Chapter 7: Your Job and How to Keep It
WHAT IS YOUR JOB?
Anything in an organization is your job if it lessens the confusion if you do it.
Your doing exactly the duties required by your job position and using your exact comm lines lessens confusion. But failure to wear another hat that isn’t yours now and then may cause more confusion than doing only your job.
The question when you see you will have to handle something not yours is this: “Will it cause less confusion to handle it or to slam it back onto its proper lines?”
Answer it by deciding which is less confusing. You’ll find out by experience that you can create confusion by handling another’s particles, but you will also discover that you can create confusion by not handling another’s particles on occasion.

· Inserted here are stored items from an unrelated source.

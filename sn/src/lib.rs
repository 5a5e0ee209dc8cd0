//! SecretNumber - guess the secret number, never the same one twice
//!
//! Each round draws a secret from `[1, maximum]` through a [`DrawSession`],
//! which refuses to hand out a value twice. Once every value has been used
//! the game reports exhaustion instead of drawing again.
//!
//! # Modules
//!
//! - [`draw`] - non-repeating draw session
//! - [`game`] - round flow against a display surface
//! - [`repl`] - interactive terminal session
//! - [`config`] - configuration types and loading
//! - [`cli`] - command-line interface

pub mod cli;
pub mod config;
pub mod draw;
mod error;
pub mod game;
pub mod repl;

pub use config::Config;
pub use draw::{Draw, DrawSession};
pub use error::{DrawError, GuessError};
pub use game::{Game, Outcome, Phase, parse_guess};
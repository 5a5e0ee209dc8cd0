//! Secret number error types

use thiserror::Error;

/// Errors constructing a draw session
#[derive(Debug, Error, PartialEq, Eq)]
pub enum DrawError {
    #[error("Draw range maximum must be at least 1")]
    ZeroMaximum,
}

/// A guess that could not be read as a whole number
#[derive(Debug, Clone, Error, PartialEq, Eq)]
pub enum GuessError {
    #[error("Enter a number before guessing")]
    Empty,

    #[error("'{input}' is not a whole number")]
    NotANumber { input: String },
}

Example: The hostess at a trendy restaurant seats a party of four for dinner. Jeremy, the server who is responsible for the table at which they’re seated, is swamped with customers. He hasn’t even noticed that they were placed at one of his tables. The hostess doesn’t notice that although 15 minutes has passed since she seated the party, there are still no drinks on the table. Fortunately, Connie, another server on the floor, has observed the guests looking anxiously about the dining room. They appear to be irritated at the lack of service. She sees that the hostess is unaware of what’s going on and that Jeremy has his hands full. Connie realizes that confusion and upset are about to ensue because those customers don’t even know who their server is. She decides that it would be less confusing if she were to initially wait on them herself, taking their drink and appetizer orders, and also telling them that their waiter, Jeremy, will be with them shortly. She makes sure the orders are placed and then goes back to handling her own station. But before she does, she tells Jeremy exactly what his customers ordered, so that he doesn’t cause further upset by asking them for their drink and appetizer orders again.
The only real error you can make in handling another’s particles is to fail to tell him by verbal or written communication exactly what you did. You stole his hat for a moment. Well, always give it back.

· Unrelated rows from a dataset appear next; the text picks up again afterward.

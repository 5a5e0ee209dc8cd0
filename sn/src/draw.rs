//! Non-repeating draw session
//!
//! Hands out integers from `[1, maximum]` in random order without ever
//! repeating one. Once every value has been produced the session reports
//! [`Draw::Exhausted`] instead of sampling.

use std::collections::HashSet;

use rand::Rng;
use rand::rngs::ThreadRng;
use tracing::debug;

use crate::error::DrawError;

/// Result of a single draw
#[derive(Debug, Clone, Copy, PartialEq, Eq)]
#[must_use]
pub enum Draw {
    /// A value not produced before in this session
    Number(u32),
    /// Every value in range has already been drawn
    Exhausted,
}

impl Draw {
    pub fn number(self) -> Option<u32> {
        match self {
            Self::Number(n) => Some(n),
            Self::Exhausted => None,
        }
    }

    pub fn is_exhausted(self) -> bool {
        matches!(self, Self::Exhausted)
    }
}

/// Scoped set of values already drawn from `[1, maximum]`
#[derive(Debug)]
pub struct DrawSession<R = ThreadRng> {
    maximum: u32,
    drawn: HashSet<u32>,
    rng: R,
}

impl DrawSession<ThreadRng> {
    /// New session drawing from the thread-local RNG
    pub fn new(maximum: u32) -> Result<Self, DrawError> {
        Self::with_rng(maximum, rand::rng())
    }
}

impl<R: Rng> DrawSession<R> {
    /// New session drawing from the given random source
    pub fn with_rng(maximum: u32, rng: R) -> Result<Self, DrawError> {
        if maximum == 0 {
            return Err(DrawError::ZeroMaximum);
        }
        debug!(maximum, "DrawSession::with_rng: session created");
        Ok(Self {
            maximum,
            drawn: HashSet::with_capacity(maximum.min(1024) as usize),
            rng,
        })
    }

    /// Draw a value not yet produced in this session
    ///
    /// Rejection-samples the range. The exhaustion guard runs first, so the
    /// loop only starts while at least one value is free and always ends.
    pub fn draw(&mut self) -> Draw {
        if self.is_exhausted() {
            debug!(maximum = self.maximum, "DrawSession::draw: exhausted");
            return Draw::Exhausted;
        }

        let mut samples = 0u32;
        loop {
            samples += 1;
            let candidate = self.rng.random_range(1..=self.maximum);
            if self.drawn.insert(candidate) {
                debug!(
                    candidate,
                    samples,
                    drawn = self.drawn.len(),
                    "DrawSession::draw: accepted"
                );
                return Draw::Number(candidate);
            }
        }
    }

    /// Forget every drawn value, starting a fresh session with the same maximum
    pub fn reset(&mut self) {
        debug!(drawn = self.drawn.len(), "DrawSession::reset");
        self.drawn.clear();
    }

    pub fn maximum(&self) -> u32 {
        self.maximum
    }

    pub fn drawn_count(&self) -> u32 {
        self.drawn.len() as u32
    }

    pub fn remaining(&self) -> u32 {
        self.maximum - self.drawn_count()
    }

    pub fn is_exhausted(&self) -> bool {
        self.drawn_count() >= self.maximum
    }

    pub fn contains(&self, value: u32) -> bool {
        self.drawn.contains(&value)
    }

    /// Drawn values in ascending order
    pub fn drawn(&self) -> Vec<u32> {
        let mut values: Vec<u32> = self.drawn.iter().copied().collect();
        values.sort_unstable();
        values
    }
}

Usually, an employee has to know more jobs in the company than his own, particularly jobs adjacent to his position on the org board.1 He often has to do more jobs than his own because those jobs simply have to be done, no one else is there to do them and he sees that. He is only limited in what he can do in the organization by lack of know-how.
Example: Mary is a well-trained, proficient billing and collections clerk in a dental practice. The duties of her own job do not extend beyond the handling of finances and she performs her job in the back office. Yesterday, the front desk person didn’t show up for work. Mary took it upon herself to move her files to the front desk and she proceeded to greet patients and answer the phones for the rest of the day, while getting her own work done in the process. After lunch, the dental assistant became ill; she went home an hour early. There was still one patient left to treat and with no one else in the office besides the dentist, she performed the duties of his assistant for that one patient. She saved the day in more ways than one. Mary was not only experienced in her own job, but she had also learned how to help out in a pinch in both the front office and the treatment room.

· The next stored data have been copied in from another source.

use crate::validation::{FieldError, FromPayload, ValidationErrors};
use serde::{Deserialize, Serialize};

/// Minimum number of characters accepted in a recipe parsing request.
pub const MIN_RECIPE_TEXT_CHARS: usize = 10;

// --- Value types ---

/// A model's quality estimate for a suggestion, always within `[0.0, 1.0]`.
#[derive(Debug, Clone, Copy, PartialEq, PartialOrd, Serialize, Deserialize)]
#[serde(try_from = "f64", into = "f64")]
pub struct ConfidenceScore(f64);

impl ConfidenceScore {
    /// Creates a score, rejecting values outside `[0.0, 1.0]` and NaN.
    pub fn new(value: f64) -> Result<Self, ValidationErrors> {
        if (0.0..=1.0).contains(&value) {
            Ok(Self(value))
        } else {
            Err(ValidationErrors::single(FieldError::body(
                &["confidence_score"],
                "out_of_range",
                format!("Confidence score must be between 0.0 and 1.0, got {value}"),
            )))
        }
    }

    /// The raw score.
    pub fn value(self) -> f64 {
        self.0
    }
}

impl TryFrom<f64> for ConfidenceScore {
    type Error = ValidationErrors;

    fn try_from(value: f64) -> Result<Self, Self::Error> {
        Self::new(value)
    }
}

impl From<ConfidenceScore> for f64 {
    fn from(score: ConfidenceScore) -> Self {
        score.0
    }
}

/// One ingredient line of a recipe.
#[derive(Debug, Clone, PartialEq, Serialize)]
pub struct RecipeIngredient {
    name: String,
    quantity: Option<f64>,
    unit: Option<String>,
}

impl RecipeIngredient {
    /// Creates an ingredient. The name must not be blank and a quantity, when
    /// present, must be a finite non-negative number.
    pub fn new(
        name: impl Into<String>,
        quantity: Option<f64>,
        unit: Option<String>,
    ) -> Result<Self, ValidationErrors> {
        let name = name.into();
        let mut errors = ValidationErrors::new();
        if name.trim().is_empty() {
            errors.push(FieldError::body(
                &["name"],
                "string_too_short",
                "Ingredient name must not be empty",
            ));
        }
        if let Some(q) = quantity {
            if !q.is_finite() || q < 0.0 {
                errors.push(FieldError::body(
                    &["quantity"],
                    "out_of_range",
                    "Quantity must be a finite non-negative number",
                ));
            }
        }
        errors.into_result(Self {
            name,
            quantity,
            unit,
        })
    }

    /// Ingredient name.
    pub fn name(&self) -> &str {
        &self.name
    }

    /// Amount, if known.
    pub fn quantity(&self) -> Option<f64> {
        self.quantity
    }

    /// Unit of the amount, if known.
    pub fn unit(&self) -> Option<&str> {
        self.unit.as_deref()
    }
}

// --- Requests ---

/// Wire shape of `POST /api/ai/recipe-suggestions`.
#[derive(Debug, Clone, Deserialize)]
pub struct RecipeSuggestionPayload {
    /// Ingredient names the user has on hand.
    pub ingredients: Vec<String>,
    /// Dietary preferences such as vegetarian or vegan.
    #[serde(default)]
    pub dietary_preferences: Option<Vec<String>>,
    /// Ingredients that must not appear in suggestions.
    #[serde(default)]
    pub excluded_ingredients: Option<Vec<String>>,
}

/// A validated recipe suggestion request: at least one non-blank ingredient.
#[derive(Debug, Clone, PartialEq)]
pub struct RecipeSuggestionRequest {
    ingredients: Vec<String>,
    dietary_preferences: Vec<String>,
    excluded_ingredients: Vec<String>,
}

impl RecipeSuggestionRequest {
    /// Validates and builds a request.
    pub fn new(
        ingredients: Vec<String>,
        dietary_preferences: Vec<String>,
        excluded_ingredients: Vec<String>,
    ) -> Result<Self, ValidationErrors> {
        let mut errors = ValidationErrors::new();
        if ingredients.is_empty() {
            errors.push(FieldError::body(
                &["ingredients"],
                "too_short",
                "List should have at least 1 item after validation, not 0",
            ));
        }
        for (index, name) in ingredients.iter().enumerate() {
            if name.trim().is_empty() {
                errors.push(
                    FieldError::body(
                        &["ingredients"],
                        "string_too_short",
                        "Ingredient name must not be empty",
                    )
                    .at_index(index),
                );
            }
        }
        errors.into_result(Self {
            ingredients,
            dietary_preferences,
            excluded_ingredients,
        })
    }

    /// Ingredient names in the order supplied.
    pub fn ingredients(&self) -> &[String] {
        &self.ingredients
    }

    /// Requested dietary preferences.
    pub fn dietary_preferences(&self) -> &[String] {
        &self.dietary_preferences
    }

    /// Ingredients to keep out of suggestions.
    pub fn excluded_ingredients(&self) -> &[String] {
        &self.excluded_ingredients
    }
}

impl FromPayload for RecipeSuggestionRequest {
    type Payload = RecipeSuggestionPayload;

    fn from_payload(payload: Self::Payload) -> Result<Self, ValidationErrors> {
        Self::new(
            payload.ingredients,
            payload.dietary_preferences.unwrap_or_default(),
            payload.excluded_ingredients.unwrap_or_default(),
        )
    }
}

/// Wire shape of `POST /api/ai/recipe-parsing`.
#[derive(Debug, Clone, Deserialize)]
pub struct RecipeParsingPayload {
    /// Free-form recipe text.
    pub recipe_text: String,
}

/// A validated recipe parsing request holding at least
/// [`MIN_RECIPE_TEXT_CHARS`] characters of text.
#[derive(Debug, Clone, PartialEq, Eq)]
pub struct RecipeParsingRequest {
    recipe_text: String,
}

impl RecipeParsingRequest {
    /// Validates and builds a request. Length is counted in characters.
    pub fn new(recipe_text: impl Into<String>) -> Result<Self, ValidationErrors> {
        let recipe_text = recipe_text.into();
        let len = recipe_text.chars().count();
        if len < MIN_RECIPE_TEXT_CHARS {
            return Err(ValidationErrors::single(FieldError::body(
                &["recipe_text"],
                "string_too_short",
                format!(
                    "String should have at least {MIN_RECIPE_TEXT_CHARS} characters, got {len}"
                ),
            )));
        }
        Ok(Self { recipe_text })
    }

    /// The submitted text.
    pub fn recipe_text(&self) -> &str {
        &self.recipe_text
    }

    /// Length of the text in characters.
    pub fn char_len(&self) -> usize {
        self.recipe_text.chars().count()
    }
}

impl FromPayload for RecipeParsingRequest {
    type Payload = RecipeParsingPayload;

    fn from_payload(payload: Self::Payload) -> Result<Self, ValidationErrors> {
        Self::new(payload.recipe_text)
    }
}

// --- Responses ---

/// A generated recipe suggestion.
#[derive(Debug, Clone, PartialEq, Serialize)]
pub struct RecipeSuggestion {
    /// Recipe title.
    pub title: String,
    /// Short description.
    pub description: String,
    /// Ingredient lines.
    pub ingredients: Vec<RecipeIngredient>,
    /// Ordered preparation steps.
    pub instructions: Vec<String>,
    /// Cooking time in minutes.
    pub cooking_time_minutes: Option<u32>,
    /// Preparation time in minutes.
    pub preparation_time_minutes: Option<u32>,
    /// Number of servings.
    pub servings: Option<u32>,
    /// How confident the generator is in this suggestion.
    pub confidence_score: ConfidenceScore,
}

/// A recipe extracted from free-form text.
#[derive(Debug, Clone, PartialEq, Serialize)]
pub struct ParsedRecipe {
    /// Recipe title.
    pub title: String,
    /// Optional description.
    pub description: Option<String>,
    /// Ingredient lines.
    pub ingredients: Vec<RecipeIngredient>,
    /// Ordered preparation steps.
    pub instructions: Vec<String>,
    /// Cooking time in minutes.
    pub cooking_time_minutes: Option<u32>,
    /// Preparation time in minutes.
    pub preparation_time_minutes: Option<u32>,
    /// Number of servings.
    pub servings: Option<u32>,
}

/// Body of a successful suggestion response.
#[derive(Debug, Clone, Serialize)]
pub struct RecipeSuggestionResponse {
    /// Generated suggestions, never empty.
    pub suggestions: Vec<RecipeSuggestion>,
    /// Seconds spent producing the suggestions.
    pub processing_time: f64,
}

/// Body of a successful parsing response.
#[derive(Debug, Clone, Serialize)]
pub struct RecipeParsingResponse {
    /// The structured recipe.
    pub parsed_recipe: ParsedRecipe,
    /// Seconds spent parsing.
    pub processing_time: f64,
}

#[cfg(test)]
mod tests {
    use super::*;

    fn strings(items: &[&str]) -> Vec<String> {
        items.iter().map(|s| (*s).to_string()).collect()
    }

    #[test]
    fn test_confidence_bounds() {
        assert!(ConfidenceScore::new(0.0).is_ok());
        assert!(ConfidenceScore::new(1.0).is_ok());
        assert!(ConfidenceScore::new(1.01).is_err());
        assert!(ConfidenceScore::new(-0.1).is_err());
        assert!(ConfidenceScore::new(f64::NAN).is_err());
    }

    #[test]
    fn test_confidence_serializes_as_number() {
        let score = ConfidenceScore::new(0.85).unwrap();
        assert_eq!(serde_json::to_value(score).unwrap(), serde_json::json!(0.85));
        let parsed: Result<ConfidenceScore, _> = serde_json::from_str("1.5");
        assert!(parsed.is_err());
    }

    #[test]
    fn test_ingredient_requires_name() {
        assert!(RecipeIngredient::new("egg", Some(1.0), Some("cup".into())).is_ok());
        assert!(RecipeIngredient::new("   ", None, None).is_err());
        assert!(RecipeIngredient::new("egg", Some(f64::INFINITY), None).is_err());
    }

    #[test]
    fn test_ingredient_serializes_nulls() {
        let ing = RecipeIngredient::new("salt", None, None).unwrap();
        let json = serde_json::to_value(&ing).unwrap();
        assert_eq!(json["name"], "salt");
        assert!(json["quantity"].is_null());
        assert!(json["unit"].is_null());
    }

    #[test]
    fn test_suggestion_request_rejects_empty_list() {
        let err = RecipeSuggestionRequest::new(vec![], vec![], vec![]).unwrap_err();
        assert_eq!(err.len(), 1);
        let first = err.iter().next().unwrap();
        assert_eq!(first.loc, vec!["body", "ingredients"]);
        assert_eq!(first.kind, "too_short");
    }

    #[test]
    fn test_suggestion_request_reports_blank_entries() {
        let err = RecipeSuggestionRequest::new(strings(&["egg", "", " "]), vec![], vec![])
            .unwrap_err();
        let locs: Vec<_> = err.iter().map(|e| e.loc.join(".")).collect();
        assert_eq!(locs, vec!["body.ingredients.1", "body.ingredients.2"]);
    }

    #[test]
    fn test_suggestion_payload_defaults_optional_lists() {
        let payload: RecipeSuggestionPayload =
            serde_json::from_str(r#"{"ingredients": ["egg"]}"#).unwrap();
        let req = RecipeSuggestionRequest::from_payload(payload).unwrap();
        assert_eq!(req.ingredients(), ["egg".to_string()]);
        assert!(req.dietary_preferences().is_empty());
        assert!(req.excluded_ingredients().is_empty());
    }

    #[test]
    fn test_parsing_request_counts_chars() {
        assert!(RecipeParsingRequest::new("too short").is_err());
        assert!(RecipeParsingRequest::new("0123456789").is_ok());
        // Nine two-byte characters are still too short.
        let err = RecipeParsingRequest::new("ééééééééé").unwrap_err();
        assert_eq!(err.len(), 1);
        assert!(RecipeParsingRequest::new("éééééééééé").is_ok());
    }
}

So, an employee gets the job done of (1) his own position, (2) his department and (3) the whole organization. An employee must always make sure that he thoroughly does his own job before helping to get other jobs done in his department or elsewhere in the organization. While it is certainly okay to help out when needed in other areas of the company, there can be extremes here. People who are always off-line2 and drifting about into the areas of other people, wasting the time of others and getting in their hair, aren’t doing their own jobs. When we find somebody doing that, we know if we look in his area we’ll find a rat’s nest.
HOW TO KEEP YOUR JOB
Your hat is your hat. It is to be worn. Know it, understand it, do it. Make the title and duties of your job position known to others in your organization. Ensure they understand precisely what it is you do.
You keep your job in a good organization by doing your job. There should be no further politics involved. So, in a well-run company, if you do your job you’ve got a job. And that’s the way it should be.
1 org board: abbr for organizing board, a board which displays the functions, duties, sequences of action and authorities of an organization. The organizing board shows the pattern of organizing to obtain a product. The result of the whole organizing board is a product. The product of each hat on the board adds up to the total product of the organization.
2 off-line: A line is a route along which a particle travels between one terminal and the next in an organization; it is a fixed pattern of terminals who originate and receive, or receive and relay, orders, information or other particles. A person is on-line when he uses the pattern of the organization correctly. If he does not, he is off-line.